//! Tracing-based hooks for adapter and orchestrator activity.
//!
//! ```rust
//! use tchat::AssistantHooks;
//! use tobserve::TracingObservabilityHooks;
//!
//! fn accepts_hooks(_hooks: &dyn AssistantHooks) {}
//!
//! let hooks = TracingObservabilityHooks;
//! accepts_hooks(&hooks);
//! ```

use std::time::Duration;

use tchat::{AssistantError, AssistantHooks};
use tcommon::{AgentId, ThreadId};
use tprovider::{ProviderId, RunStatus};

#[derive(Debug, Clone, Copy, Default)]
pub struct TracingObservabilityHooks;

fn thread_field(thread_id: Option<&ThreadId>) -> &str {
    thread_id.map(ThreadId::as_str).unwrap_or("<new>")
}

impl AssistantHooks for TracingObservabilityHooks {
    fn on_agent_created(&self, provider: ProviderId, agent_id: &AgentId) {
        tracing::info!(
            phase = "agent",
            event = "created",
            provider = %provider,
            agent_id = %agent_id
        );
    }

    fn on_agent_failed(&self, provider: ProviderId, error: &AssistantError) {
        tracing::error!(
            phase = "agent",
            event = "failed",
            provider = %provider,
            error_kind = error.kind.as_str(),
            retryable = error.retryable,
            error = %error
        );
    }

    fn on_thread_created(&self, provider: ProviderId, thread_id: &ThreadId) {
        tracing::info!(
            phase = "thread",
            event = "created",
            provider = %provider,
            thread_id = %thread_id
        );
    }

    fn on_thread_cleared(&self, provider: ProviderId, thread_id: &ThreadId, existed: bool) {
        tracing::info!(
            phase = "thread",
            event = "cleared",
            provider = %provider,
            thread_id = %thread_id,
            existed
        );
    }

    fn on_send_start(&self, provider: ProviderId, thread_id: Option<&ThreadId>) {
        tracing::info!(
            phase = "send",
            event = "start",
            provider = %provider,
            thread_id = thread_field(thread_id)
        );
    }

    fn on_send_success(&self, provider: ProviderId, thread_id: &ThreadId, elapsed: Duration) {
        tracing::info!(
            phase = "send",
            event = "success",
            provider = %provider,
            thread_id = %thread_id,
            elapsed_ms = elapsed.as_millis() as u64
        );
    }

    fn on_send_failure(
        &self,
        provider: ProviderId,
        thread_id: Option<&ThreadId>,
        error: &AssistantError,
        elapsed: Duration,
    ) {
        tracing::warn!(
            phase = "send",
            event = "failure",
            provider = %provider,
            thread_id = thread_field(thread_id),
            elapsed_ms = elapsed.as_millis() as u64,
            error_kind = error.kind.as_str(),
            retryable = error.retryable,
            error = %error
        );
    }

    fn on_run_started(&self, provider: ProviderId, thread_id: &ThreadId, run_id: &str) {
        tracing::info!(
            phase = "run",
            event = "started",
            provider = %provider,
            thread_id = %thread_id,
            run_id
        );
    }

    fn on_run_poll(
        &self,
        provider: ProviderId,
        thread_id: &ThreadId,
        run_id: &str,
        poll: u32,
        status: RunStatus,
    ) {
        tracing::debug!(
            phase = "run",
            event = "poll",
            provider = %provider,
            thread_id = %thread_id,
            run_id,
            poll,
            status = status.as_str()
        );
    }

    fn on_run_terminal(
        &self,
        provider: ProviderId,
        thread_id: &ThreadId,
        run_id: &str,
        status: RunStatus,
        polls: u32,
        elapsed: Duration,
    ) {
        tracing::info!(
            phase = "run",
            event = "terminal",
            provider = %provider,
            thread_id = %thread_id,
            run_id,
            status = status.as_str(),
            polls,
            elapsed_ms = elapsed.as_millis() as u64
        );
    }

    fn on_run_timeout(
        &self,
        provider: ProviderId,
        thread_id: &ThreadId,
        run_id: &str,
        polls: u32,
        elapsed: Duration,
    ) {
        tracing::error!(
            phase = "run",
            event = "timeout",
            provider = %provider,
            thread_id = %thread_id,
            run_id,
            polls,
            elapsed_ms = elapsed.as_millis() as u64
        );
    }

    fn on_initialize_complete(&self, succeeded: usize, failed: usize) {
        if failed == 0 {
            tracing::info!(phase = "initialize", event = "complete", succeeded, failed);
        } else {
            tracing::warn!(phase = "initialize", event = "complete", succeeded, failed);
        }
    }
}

= = = = =

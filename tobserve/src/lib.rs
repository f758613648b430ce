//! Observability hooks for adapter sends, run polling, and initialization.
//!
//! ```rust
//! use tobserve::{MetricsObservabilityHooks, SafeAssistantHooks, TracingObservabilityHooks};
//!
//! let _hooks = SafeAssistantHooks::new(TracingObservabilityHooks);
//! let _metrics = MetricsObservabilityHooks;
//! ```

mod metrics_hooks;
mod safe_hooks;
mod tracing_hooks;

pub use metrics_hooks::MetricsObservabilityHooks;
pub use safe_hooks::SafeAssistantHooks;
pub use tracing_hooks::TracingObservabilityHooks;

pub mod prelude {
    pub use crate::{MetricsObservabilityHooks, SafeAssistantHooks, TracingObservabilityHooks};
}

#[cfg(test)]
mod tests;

= = = = =

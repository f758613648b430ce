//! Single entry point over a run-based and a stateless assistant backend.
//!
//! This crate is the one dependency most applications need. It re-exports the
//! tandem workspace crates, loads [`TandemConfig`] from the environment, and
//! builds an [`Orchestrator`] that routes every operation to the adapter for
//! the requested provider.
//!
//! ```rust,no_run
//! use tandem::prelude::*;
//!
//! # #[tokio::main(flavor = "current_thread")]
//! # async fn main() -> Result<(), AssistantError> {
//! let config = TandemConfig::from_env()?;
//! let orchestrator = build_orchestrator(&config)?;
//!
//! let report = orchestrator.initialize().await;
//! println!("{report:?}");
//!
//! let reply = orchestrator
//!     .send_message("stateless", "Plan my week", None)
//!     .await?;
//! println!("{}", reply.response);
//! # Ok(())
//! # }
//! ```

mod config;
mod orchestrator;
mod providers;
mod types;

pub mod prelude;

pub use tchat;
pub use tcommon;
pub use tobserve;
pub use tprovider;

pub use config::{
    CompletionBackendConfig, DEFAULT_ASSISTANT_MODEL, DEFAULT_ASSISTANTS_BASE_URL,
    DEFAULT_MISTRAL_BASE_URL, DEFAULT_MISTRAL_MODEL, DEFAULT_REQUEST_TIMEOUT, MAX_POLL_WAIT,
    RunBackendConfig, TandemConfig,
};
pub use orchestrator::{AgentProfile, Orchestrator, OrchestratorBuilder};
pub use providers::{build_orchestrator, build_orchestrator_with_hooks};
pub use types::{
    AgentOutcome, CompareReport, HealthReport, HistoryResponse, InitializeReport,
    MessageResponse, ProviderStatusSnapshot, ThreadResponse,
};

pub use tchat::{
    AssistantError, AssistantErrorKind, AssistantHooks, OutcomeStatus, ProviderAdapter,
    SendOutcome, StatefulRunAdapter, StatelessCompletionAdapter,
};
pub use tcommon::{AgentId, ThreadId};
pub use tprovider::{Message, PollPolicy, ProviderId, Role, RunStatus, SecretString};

= = = = =

### Requirement
What lines in the data above contain the word "succeeded"? Copy them all.

### Response
    fn on_initialize_complete(&self, succeeded: usize, failed: usize) {
            tracing::info!(phase = "initialize", event = "complete", succeeded, failed);
            tracing::warn!(phase = "initialize", event = "complete", succeeded, failed);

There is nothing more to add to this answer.